WHAT YOU WILL DO: The entries below should be copied exactly and completely.

........

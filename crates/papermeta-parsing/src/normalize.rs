use papermeta_core::{CleanedLines, PipelineConfig};

/// Filters raw page text down to content-bearing lines.
#[derive(Debug, Clone, Copy)]
pub struct TextNormalizer {
    min_line_chars: usize,
}

impl Default for TextNormalizer {
    fn default() -> Self {
        Self::new(papermeta_core::config::DEFAULT_MIN_LINE_CHARS)
    }
}

impl TextNormalizer {
    pub fn new(min_line_chars: usize) -> Self {
        Self { min_line_chars }
    }

    pub fn from_config(config: &PipelineConfig) -> Self {
        Self::new(config.min_line_chars)
    }

    pub fn min_line_chars(&self) -> usize {
        self.min_line_chars
    }

    pub fn normalize(&self, raw_text: &str) -> CleanedLines {
        normalize_lines(raw_text, self.min_line_chars)
    }
}

/// Split `raw_text` into trimmed lines, keeping only those strictly longer
/// than `min_line_chars` characters. Order is preserved.
///
/// Page numbers and running headers are usually short enough to fall out
/// here. A line of exactly `min_line_chars` characters is dropped.
pub fn normalize_lines(raw_text: &str, min_line_chars: usize) -> CleanedLines {
    let mut kept = Vec::new();
    for line in raw_text.lines() {
        let line = line.trim();
        let len = line.chars().count();
        if len > min_line_chars {
            kept.push(line.to_string());
        } else if len > 0 {
            tracing::trace!(len, min_line_chars, line, "skipping short line");
        }
    }
    kept
}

........

OUTPUT OF THE TASK:
filename crates/papermeta-parsing/src/normalize.rs
use papermeta_core::{CleanedLines, PipelineConfig};

/// Filters raw page text down to content-bearing lines.
#[derive(Debug, Clone, Copy)]
pub struct TextNormalizer {
    min_line_chars: usize,
}

impl Default for TextNormalizer {
    fn default() -> Self {
        Self::new(papermeta_core::config::DEFAULT_MIN_LINE_CHARS)
    }
}

impl TextNormalizer {
    pub fn new(min_line_chars: usize) -> Self {
        Self { min_line_chars }
    }

    pub fn from_config(config: &PipelineConfig) -> Self {
        Self::new(config.min_line_chars)
    }

    pub fn min_line_chars(&self) -> usize {
        self.min_line_chars
    }

    pub fn normalize(&self, raw_text: &str) -> CleanedLines {
        normalize_lines(raw_text, self.min_line_chars)
    }
}

/// Split `raw_text` into trimmed lines, keeping only those strictly longer
/// than `min_line_chars` characters. Order is preserved.
///
/// Page numbers and running headers are usually short enough to fall out
/// here. A line of exactly `min_line_chars` characters is dropped.
pub fn normalize_lines(raw_text: &str, min_line_chars: usize) -> CleanedLines {
    let mut kept = Vec::new();
    for line in raw_text.lines() {
        let line = line.trim();
        let len = line.chars().count();
        if len > min_line_chars {
            kept.push(line.to_string());
        } else if len > 0 {
            tracing::trace!(len, min_line_chars, line, "skipping short line");
        }
    }
    kept
}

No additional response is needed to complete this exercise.